[Saved entries]
------------------------------------------------

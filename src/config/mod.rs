//! 配置管理
//!
//! 加载顺序：`config.toml` → `config.{APP_ENV}.toml` → `CONTOSO_*` 环境变量 → 直接覆盖项。

mod r#impl;
mod structs;

pub use structs::*;
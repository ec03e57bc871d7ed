//! ContosoUniversity - 学生、课程与选课管理服务
//!
//! 基于 Actix Web 和 SeaORM 构建的 CRUD 后端。
//!
//! # 架构
//! - `config`: 配置管理
//! - `entity`: SeaORM 数据库实体
//! - `errors`: 统一错误处理
//! - `models`: 数据模型与视图模型
//! - `routes`: 路由层
//! - `runtime`: 运行时生命周期管理
//! - `services`: 业务逻辑层
//! - `storage`: 数据存储层（SeaORM）
//! - `utils`: 校验、提取器与工具函数

pub mod config;
pub mod entity;
pub mod errors;
pub mod models;
pub mod routes;
pub mod runtime;
pub mod services;
pub mod storage;
pub mod utils;
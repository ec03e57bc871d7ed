use actix_web::{HttpRequest, HttpResponse, Result as ActixResult};
use tracing::{error, info};

use super::{STUDENTS_INDEX, StudentService};
use crate::models::{
    ApiResponse, ErrorCode, common::DeleteConfirmParams,
    students::responses::StudentDeleteViewModel,
};
use crate::services::{DELETE_FAILED_ERROR, redirect_to};

pub async fn delete_student_confirm(
    service: &StudentService,
    request: &HttpRequest,
    id: i64,
    params: DeleteConfirmParams,
) -> ActixResult<HttpResponse> {
    let storage = service.get_storage(request);

    match storage.get_student_by_id(id).await {
        Ok(Some(student)) => Ok(HttpResponse::Ok().json(ApiResponse::success(
            StudentDeleteViewModel {
                student,
                error_message: params.has_error().then(|| DELETE_FAILED_ERROR.to_string()),
            },
            "Confirm student deletion",
        ))),
        Ok(None) => Ok(HttpResponse::NotFound().json(ApiResponse::error_empty(
            ErrorCode::StudentNotFound,
            "Student not found",
        ))),
        Err(e) => Ok(
            HttpResponse::InternalServerError().json(ApiResponse::error_empty(
                ErrorCode::InternalServerError,
                format!("Failed to get student: {e}"),
            )),
        ),
    }
}

/// 已被删除的学生视为删除成功；存储层失败时带标记回到确认页
pub async fn delete_student(
    service: &StudentService,
    request: &HttpRequest,
    id: i64,
) -> ActixResult<HttpResponse> {
    let storage = service.get_storage(request);

    match storage.delete_student(id).await {
        Ok(true) => {
            info!("Student {} deleted successfully", id);
            Ok(redirect_to(STUDENTS_INDEX))
        }
        Ok(false) => Ok(redirect_to(STUDENTS_INDEX)),
        Err(e) => {
            error!("Failed to delete student {}: {}", id, e);
            Ok(redirect_to(format!(
                "{STUDENTS_INDEX}/Delete/{id}?saveChangesError=true"
            )))
        }
    }
}
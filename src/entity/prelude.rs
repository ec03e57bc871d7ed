//! 预导入模块，方便使用

pub use super::courses::{ActiveModel as CourseActiveModel, Entity as Courses, Model as CourseModel};
pub use super::departments::{
    ActiveModel as DepartmentActiveModel, Entity as Departments, Model as DepartmentModel,
};
pub use super::enrollments::{
    ActiveModel as EnrollmentActiveModel, Entity as Enrollments, Model as EnrollmentModel,
};
pub use super::students::{
    ActiveModel as StudentActiveModel, Entity as Students, Model as StudentModel,
};
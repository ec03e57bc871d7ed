use actix_web::{HttpRequest, HttpResponse, Result as ActixResult};
use tracing::{error, info};

use super::{STUDENTS_INDEX, StudentService};
use crate::models::{
    ApiResponse, ErrorCode, FieldError,
    students::{requests::StudentForm, responses::StudentFormViewModel},
};
use crate::services::{SAVE_CHANGES_ERROR, redirect_to};
use crate::utils::validate::validate_student_form;

pub async fn edit_student_form(
    service: &StudentService,
    request: &HttpRequest,
    id: i64,
) -> ActixResult<HttpResponse> {
    let storage = service.get_storage(request);

    match storage.get_student_by_id(id).await {
        Ok(Some(student)) => Ok(HttpResponse::Ok().json(ApiResponse::success(
            StudentFormViewModel {
                id: Some(student.id),
                student: StudentForm::from(&student),
                errors: Vec::new(),
            },
            "Edit student form",
        ))),
        Ok(None) => Ok(student_not_found()),
        Err(e) => Ok(
            HttpResponse::InternalServerError().json(ApiResponse::error_empty(
                ErrorCode::InternalServerError,
                format!("Failed to get student: {e}"),
            )),
        ),
    }
}

/// 只有姓、名和入学日期可以修改，ID 始终取自路径
pub async fn edit_student(
    service: &StudentService,
    request: &HttpRequest,
    id: i64,
    form: StudentForm,
) -> ActixResult<HttpResponse> {
    let storage = service.get_storage(request);

    match storage.get_student_by_id(id).await {
        Ok(Some(_)) => {}
        Ok(None) => return Ok(student_not_found()),
        Err(e) => {
            return Ok(
                HttpResponse::InternalServerError().json(ApiResponse::error_empty(
                    ErrorCode::InternalServerError,
                    format!("Failed to get student: {e}"),
                )),
            );
        }
    }

    let changes = match validate_student_form(&form) {
        Ok(changes) => changes,
        Err(errors) => return Ok(form_rejected(id, form, errors, ErrorCode::ValidationFailed)),
    };

    // 保存失败不重试，保留原因写日志，向用户展示统一提示
    match storage.update_student(id, changes).await {
        Ok(Some(_)) => {
            info!("Student {} updated successfully", id);
            Ok(redirect_to(STUDENTS_INDEX))
        }
        Ok(None) => {
            error!("Failed to update student {}: row disappeared before save", id);
            Ok(save_failed(id, form))
        }
        Err(e) => {
            error!("Failed to update student {}: {}", id, e);
            Ok(save_failed(id, form))
        }
    }
}

fn student_not_found() -> HttpResponse {
    HttpResponse::NotFound().json(ApiResponse::error_empty(
        ErrorCode::StudentNotFound,
        "Student not found",
    ))
}

fn save_failed(id: i64, form: StudentForm) -> HttpResponse {
    form_rejected(
        id,
        form,
        vec![FieldError::model(SAVE_CHANGES_ERROR)],
        ErrorCode::StudentSaveFailed,
    )
}

fn form_rejected(
    id: i64,
    form: StudentForm,
    errors: Vec<FieldError>,
    code: ErrorCode,
) -> HttpResponse {
    HttpResponse::UnprocessableEntity().json(ApiResponse::error(
        code,
        StudentFormViewModel {
            id: Some(id),
            student: form,
            errors,
        },
        "Student was not updated",
    ))
}
pub mod shutdown;
pub mod startup;
//! 课程实体

use sea_orm::entity::prelude::*;

#[derive(Clone, Debug, PartialEq, DeriveEntityModel)]
#[sea_orm(table_name = "courses")]
pub struct Model {
    #[sea_orm(primary_key)]
    pub id: i64,
    pub title: String,
    pub credits: i32,
    pub department_id: i64,
}

#[derive(Copy, Clone, Debug, EnumIter, DeriveRelation)]
pub enum Relation {
    #[sea_orm(
        belongs_to = "super::departments::Entity",
        from = "Column::DepartmentId",
        to = "super::departments::Column::Id"
    )]
    Department,
    #[sea_orm(has_many = "super::enrollments::Entity")]
    Enrollments,
}

impl Related<super::departments::Entity> for Entity {
    fn to() -> RelationDef {
        Relation::Department.def()
    }
}

impl Related<super::enrollments::Entity> for Entity {
    fn to() -> RelationDef {
        Relation::Enrollments.def()
    }
}

impl ActiveModelBehavior for ActiveModel {}

// 从数据库模型转换为业务模型
impl Model {
    pub fn into_course(self) -> crate::models::courses::entities::Course {
        use crate::models::courses::entities::Course;

        Course {
            id: self.id,
            title: self.title,
            credits: self.credits,
            department_id: self.department_id,
        }
    }
}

------------------------------------------------

• **What is needed**: Read the entries and select each line where the word "models" is found.

• **Exercise solution**:
//! - `models`: 数据模型与视图模型
pub mod models;
use crate::models::{
use crate::models::{
    pub fn into_course(self) -> crate::models::courses::entities::Course {
        use crate::models::courses::entities::Course;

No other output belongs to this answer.